Nos últimos quatro anos, foram gerados mais de R$ 200 milhões em negócios por meio do Angels Club. Para atingir esse desempenho, Borneli conta que o clube busca empreendedores que têm boas ideias em todo o País. “Visitamos as principais universidades que possuem incubadoras de empresas e firmamos parcerias com as aceleradoras de empresas”, afirma. O objetivo disso é permitir que qualquer pessoa possa colocar seu projeto ou sua ideia na mesa de negociação de centenas de investidores.
A partir da rede de relacionamento criada, o Angels Club reúne investidores de todo o País que partilham dos mesmos princípios do clube: oferecer oportunidades, realizar sonhos e construir bons negócios. Para isso é disponibilizada uma plataforma on-line para que os investidores conheçam os projetos publicados pelos empreendedores, iniciem as negociações e troquem mensagens até que o contato avance para um encontro presencial, que é intermediado pelo Angels Club.
Borneli comenta ainda que os investidores têm enxergado que colocar dinheiro em empresas, projetos e ideias inovadoras é uma maneira de fugir dos investimentos tradicionais que são bastante influenciáveis pelas crises internacionais. “Além disso, os investidores do Angels Club investem em pessoas e não em papéis, como acontece, por exemplo, na Bolsa de Valores.

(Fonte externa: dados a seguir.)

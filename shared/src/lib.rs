use serde::{Deserialize, Serialize};
use uuid::Uuid;

/// JSON body for `POST /api/classify/base64`.
#[derive(Serialize, Deserialize, Clone, Debug)]
pub struct InferenceRequest {
    pub image_data: String,
}

/// SHA-256 of the uploaded bytes, hex encoded.
#[derive(Serialize, Deserialize, Clone, Debug, PartialEq, Eq, derive_more::Display, derive_more::From)]
pub struct ImageDigest(pub String);

#[derive(Serialize, Deserialize, Clone, Debug, PartialEq)]
pub struct InferenceResponse {
    pub request_id: Uuid,
    pub image_digest: ImageDigest,
    pub label: String,
    pub class_index: usize,
    /// Percentage in `[0, 100]`, unrounded.
    pub confidence: f32,
    pub advice: String,
    pub predictions: Vec<f32>,
    pub class_labels: Vec<String>,
}

#[derive(
    Serialize,
    Deserialize,
    Clone,
    Copy,
    Debug,
    PartialEq,
    Eq,
    strum_macros::Display,
    strum_macros::EnumString,
    strum_macros::AsRefStr,
)]
pub enum ErrorKind {
    DecodeError,
    InferenceError,
    LabelIndexError,
    PayloadTooLarge,
    BadRequest,
}

#[derive(Serialize, Deserialize, Clone, Debug, PartialEq)]
pub struct ErrorResponse {
    pub kind: ErrorKind,
    pub message: String,
}

/// One multipart part of an upload, classified on its own. Exactly one of
/// `prediction` and `error` is set.
#[derive(Serialize, Deserialize, Clone, Debug)]
pub struct UploadOutcome {
    pub request_id: Uuid,
    pub part: usize,
    pub image_digest: ImageDigest,
    #[serde(skip_serializing_if = "Option::is_none")]
    pub prediction: Option<InferenceResponse>,
    #[serde(skip_serializing_if = "Option::is_none")]
    pub error: Option<ErrorResponse>,
}

#[derive(Serialize, Deserialize, Clone, Debug)]
pub struct UploadResponse {
    pub results: Vec<UploadOutcome>,
}

#[derive(Serialize, Deserialize, Clone, Debug, PartialEq)]
pub struct LabelEntry {
    pub index: usize,
    pub label: String,
    pub advice: String,
}

#[derive(Serialize, Deserialize, Clone, Debug)]
pub struct LabelsResponse {
    pub labels: Vec<LabelEntry>,
    pub fallback_advice: String,
}

#[derive(Serialize, Deserialize, Clone, Debug)]
pub struct HealthResponse {
    pub status: String,
    pub input_shape: [usize; 4],
    pub classes: usize,
}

E como há muitos bons empreendedores, bem preparados e informados, este movimento torna-se ainda mais sólido.”
Acompanhando este cenário, as universidades começam a formar mais empreendedores. Isso, de acordo com Borneli, faz toda a diferença para um país em desenvolvimento, que busca crescer mais e se tornar mais competitivo, forma um conjunto de fatores que tornam este momento muito favorável para empreender no Brasil. “Cenário este que se manterá pelos próximos anos, impulsionado pelos grandes eventos internacionais que serão realizados aqui e pela crescente busca pelo novo”, acredita.

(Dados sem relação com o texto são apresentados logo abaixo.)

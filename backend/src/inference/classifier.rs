use super::preprocess::NormalizedTensor;

#[derive(Debug, thiserror::Error)]
pub enum ClassifierError {
    #[error("Failed to load model artifact '{path}': {reason}")]
    Load { path: String, reason: String },
    #[error("Model rejected input of shape {shape:?}: {reason}")]
    Forward { shape: [usize; 4], reason: String },
    #[error("Model output could not be read: {0}")]
    Output(String),
    #[error("Model lock poisoned by an earlier panic")]
    Poisoned,
}

/// The pre-trained artifact: one tensor in, one score per class out.
///
/// Implementations must be callable from several request handlers at once;
/// runtimes that are not reentrant serialize internally.
pub trait Classifier: Send + Sync {
    fn predict(&self, input: &NormalizedTensor) -> Result<Vec<f32>, ClassifierError>;

    /// Number of scores `predict` returns for an all-zero input.
    fn output_width(&self, input_shape: [usize; 4]) -> Result<usize, ClassifierError> {
        let [_, height, width, _] = input_shape;
        let blank = NormalizedTensor::zeros(width as u32, height as u32);
        Ok(self.predict(&blank)?.len())
    }
}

E foi justamente a vontade de querer inovar que impulsionou o designer gráfico Dan Strougo, hoje diretor geral da 99designs no Brasil, a fundar a LogoChef, start-up especializada em entregar trabalhos pontuais de design. Ele conta que identificou a necessidade de alguns clientes que não podiam contratar um profissional em tempo integral ou contar com as agências tradicionais por causa do alto custo, então, como já conhecia o modelo de marketplace da 99designs – maior agência on-line de design gráfico do mundo – o adaptou para o mercado brasileiro. “Fundei a empresa junto com meu colega Davi Goldwasser e começamos a trabalhar na formatação do negócio, aquisição de clientes e aporte de investidores”, relata.
Atualmente, a LogoChef integra a família da 99designs. “A infraestrutura que contamos agora é bem maior. Temos equipes especializadas ao redor do mundo que nos ajudam a concentrar os esforços nas coisas mais importantes para o nosso mercado”, afirma Strougo. A área de tecnologia da 99designs fica na Austrália, o marketing nos Estados Unidos e Strougo fica no Brasil, trabalhando na busca por parcerias estratégicas, aquisição de clientes e atendimento.
A 99designs atua no Brasil há seis meses e o objetivo da empresa, segundo Strougo, é crescer 100% em um ano. A empresa está diversificando os produtos, como os projetos “one-to-one” e os serviços rápidos, além de firmar novas parcerias. Para quem está começando uma start-up, Strougo orienta a criar o modelo e testar assim que possível, e, não se apegar tanto ao plano de negócio e sim testar a proposta. “Enquanto você não fecha o seu primeiro contrato, sua empresa ainda não existe de verdade.”